La autónoma

En el ranking 2019 de las 500 mejores universidades del mundo, solo tres incluyen la palabra “autónoma” en su nombre, dos españolas y una mexicana, por cierto dos países unidos por el refrán “Dime de qué presumes…”. El resto tiene nombres simples como “Kyoto University”, “University of Oxford”, “Duke University”, “University of Utah”.

Quizá los integrantes de la elite no la usan porque es de mal gusto referir una obviedad (la autonomía de operación es indispensable -conviene leer “Why we must protect university autonomy”- así que cuál es la razón de presumirla) a pesar de que una buena parte de esas instituciones son financiadas en su totalidad con recursos privados. O tal vez porque algunas otras sienten que sería deshonesto ostentar un título que en la práctica no poseen.

Autónomo en latín significa el que se maneja por cuenta propia. La Constitución mexicana avala a las universidades en la fracción VII del artículo 3: “… Tendrán la facultad y la responsabilidad de gobernarse a sí mismas; realizarán sus fines de educar, investigar y difundir la cultura (…) respetando la libertad de cátedra e investigación y de libre examen y discusión de las ideas”.

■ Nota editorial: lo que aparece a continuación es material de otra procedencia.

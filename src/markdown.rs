//! Markdown to sanitized HTML, mounted into the host page.
//!
//! Formatting and sanitizing are collaborator traits; `CmarkFormatter` and
//! `ScriptStripper` are the bundled implementations.

use crate::fetch::ResourceFetcher;
use crate::loader::{ResourceDescriptor, ResourceLoader};
use crate::page::{escape_attr, escape_text, Page};
use crate::Result;
use pulldown_cmark::{html, Options, Parser};
use scraper::{ElementRef, Html, Node};
use std::sync::Arc;

/// Markdown text to HTML. Pure and synchronous.
pub trait MarkdownFormatter: Send + Sync {
    fn parse(&self, markdown: &str) -> String;
}

/// Strips script-executing content from HTML. Total on well-formed input.
pub trait HtmlSanitizer: Send + Sync {
    fn sanitize(&self, html: &str) -> String;
}

#[derive(Debug, Default, Clone, Copy)]
pub struct CmarkFormatter;

impl MarkdownFormatter for CmarkFormatter {
    fn parse(&self, markdown: &str) -> String {
        let mut opts = Options::empty();
        opts.insert(Options::ENABLE_TABLES);
        opts.insert(Options::ENABLE_STRIKETHROUGH);
        opts.insert(Options::ENABLE_TASKLISTS);
        let parser = Parser::new_ext(markdown, opts);
        let mut out = String::with_capacity(markdown.len() * 3 / 2);
        html::push_html(&mut out, parser);
        out
    }
}

const DROPPED_ELEMENTS: &[&str] = &[
    "script", "iframe", "object", "embed", "frame", "frameset", "base", "link", "meta",
    "template", "noscript",
];

const VOID_ELEMENTS: &[&str] = &[
    "area", "br", "col", "hr", "img", "input", "source", "track", "wbr",
];

const URL_ATTRIBUTES: &[&str] = &["href", "src", "action", "formaction", "xlink:href"];

/// Allow-list sanitizer built on the HTML5 parser.
#[derive(Debug, Default, Clone, Copy)]
pub struct ScriptStripper;

impl ScriptStripper {
    fn is_script_url(value: &str) -> bool {
        let compact: String = value
            .chars()
            .filter(|c| !c.is_whitespace() && !c.is_control())
            .collect::<String>()
            .to_ascii_lowercase();
        compact.starts_with("javascript:")
            || compact.starts_with("vbscript:")
            || compact.starts_with("data:text/html")
    }

    fn write_children(el: ElementRef<'_>, out: &mut String) {
        for child in el.children() {
            match child.value() {
                Node::Text(t) => out.push_str(&escape_text(t)),
                Node::Element(_) => {
                    if let Some(child_el) = ElementRef::wrap(child) {
                        Self::write_element(child_el, out);
                    }
                }
                _ => {}
            }
        }
    }

    fn write_element(el: ElementRef<'_>, out: &mut String) {
        let name = el.value().name();
        if DROPPED_ELEMENTS.contains(&name) {
            return;
        }
        out.push('<');
        out.push_str(name);
        for (key, value) in el.value().attrs() {
            let lower = key.to_ascii_lowercase();
            if lower.starts_with("on") || lower == "srcdoc" {
                continue;
            }
            if URL_ATTRIBUTES.contains(&lower.as_str()) && Self::is_script_url(value) {
                continue;
            }
            out.push_str(&format!(" {}=\"{}\"", key, escape_attr(value)));
        }
        out.push('>');
        if VOID_ELEMENTS.contains(&name) {
            return;
        }
        Self::write_children(el, out);
        out.push_str("</");
        out.push_str(name);
        out.push('>');
    }
}

impl HtmlSanitizer for ScriptStripper {
    fn sanitize(&self, html: &str) -> String {
        let fragment = Html::parse_fragment(html);
        let mut out = String::with_capacity(html.len());
        Self::write_children(fragment.root_element(), &mut out);
        out
    }
}

/// Replace the first `## Contact` section (up to and including the next
/// `---` rule) with a bare rule.
pub fn remove_contact_section(markdown: &str) -> String {
    let Some(start) = markdown.find("## Contact") else {
        return markdown.to_string();
    };
    let Some(rel_end) = markdown[start..].find("---") else {
        return markdown.to_string();
    };
    let end = start + rel_end + 3;
    format!("{}---{}", &markdown[..start], &markdown[end..])
}

#[derive(Debug, Clone)]
pub struct RenderRequest {
    pub markdown: String,
    pub target_selector: String,
    pub remove_contact_section: bool,
}

#[derive(Debug, Clone)]
pub struct FetchRequest {
    pub url: String,
    pub target_selector: String,
    pub remove_contact_section: bool,
    pub error_message: String,
}

impl FetchRequest {
    pub fn new(url: impl Into<String>) -> Self {
        Self {
            url: url.into(),
            target_selector: "#cv".to_string(),
            remove_contact_section: false,
            error_message: "Error loading content.".to_string(),
        }
    }
}

/// Renders markdown into a page once the formatter/sanitizer resources are loaded.
pub struct MarkdownRenderer {
    loader: ResourceLoader,
    fetcher: Arc<dyn ResourceFetcher>,
    formatter: Box<dyn MarkdownFormatter>,
    sanitizer: Box<dyn HtmlSanitizer>,
    dependencies: Vec<ResourceDescriptor>,
}

impl MarkdownRenderer {
    pub fn new(loader: ResourceLoader, fetcher: Arc<dyn ResourceFetcher>) -> Self {
        Self {
            loader,
            fetcher,
            formatter: Box::new(CmarkFormatter),
            sanitizer: Box::new(ScriptStripper),
            dependencies: Vec::new(),
        }
    }

    pub fn with_formatter(mut self, formatter: impl MarkdownFormatter + 'static) -> Self {
        self.formatter = Box::new(formatter);
        self
    }

    pub fn with_sanitizer(mut self, sanitizer: impl HtmlSanitizer + 'static) -> Self {
        self.sanitizer = Box::new(sanitizer);
        self
    }

    pub fn with_dependencies(mut self, deps: Vec<ResourceDescriptor>) -> Self {
        self.dependencies = deps;
        self
    }

    pub fn render(&self, page: &mut Page, req: &RenderRequest) -> Result<()> {
        let md = if req.remove_contact_section {
            remove_contact_section(&req.markdown)
        } else {
            req.markdown.clone()
        };
        let html = self.formatter.parse(&md);
        let safe = self.sanitizer.sanitize(&html);

        page.set_inner_html(&req.target_selector, safe)?;
        page.set_attribute(&req.target_selector, "tabindex", "0")?;
        page.set_attribute(&req.target_selector, "role", "main")?;
        page.set_attribute(&req.target_selector, "aria-label", "Markdown content")?;
        page.ensure_skip_link(&req.target_selector, "Skip to main content");
        Ok(())
    }

    /// Fetch remote markdown and render it. Fetch or render failures are
    /// shown inline in the target; dependency failures are returned.
    pub async fn fetch_and_render(&self, page: &mut Page, req: &FetchRequest) -> Result<()> {
        self.loader.ensure(&self.dependencies).await?;

        let outcome = match self.fetcher.fetch_text(&req.url).await {
            Ok(markdown) => self.render(
                page,
                &RenderRequest {
                    markdown,
                    target_selector: req.target_selector.clone(),
                    remove_contact_section: req.remove_contact_section,
                },
            ),
            Err(e) => Err(e),
        };

        if let Err(e) = outcome {
            log::warn!("Rendering {} failed: {}", req.url, e);
            let block = format!(
                "<div style='color:red'>{}: {}</div>",
                escape_text(&req.error_message),
                escape_text(&e.to_string())
            );
            page.set_inner_html(&req.target_selector, block)?;
            page.set_attribute(&req.target_selector, "role", "alert")?;
            page.set_attribute(&req.target_selector, "tabindex", "0")?;
        }
        Ok(())
    }
}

Aquí en Baja California hubo una época en el que la relación Gobierno-Universidad fue más que evidente. El artículo de Antonio Padilla Corona “La universidad ante el cambio de escenario político estatal y su papel respecto al proyecto federal de modernización educativa, 1987 1991” incluye algunas de las polémicas surgidas a raíz de la presencia rectoral en eventos de apoyo a la candidata del PRI a Gobernador en 1989, un hecho impensable hoy.

Pero una cosa es autonomía y otra muy diferente la independencia. Depender quiere decir estar colgado, por ejemplo del dinero. Ser independiente implica libertad, ausencia de restricciones, algo complicado de lograr sobre todo cuando estás acostumbrado a recibir.

La deuda que el Gobierno tiene con la Universidad ha revelado sin querer el verdadero rostro del sistema educativo superior auspiciado por el erario: La incapacidad para superar retos por cuenta propia, innovando. Lo ideal sería aprovechar esta oportunidad para tropicalizar el modelo educativo, es decir, ajustarlo a la realidad bajacaliforniana, convirtiendo cada Facultad en un centro productivo, generador de recursos propios que sirva de ejemplo para el estudiante, porque esta comunidad requiere sacarle jugo a tanto talento que en el mejor de los casos termina engrosando las filas del empleado dependiente, porque solo el 6% de la población económicamente activa tiene una empresa o un changarro.

Pero no, lo más probable es que al pagarse la deuda las cosas regresen a su normalidad y esto que pudo ser un parteaguas terminará por convertirse en una anécdota.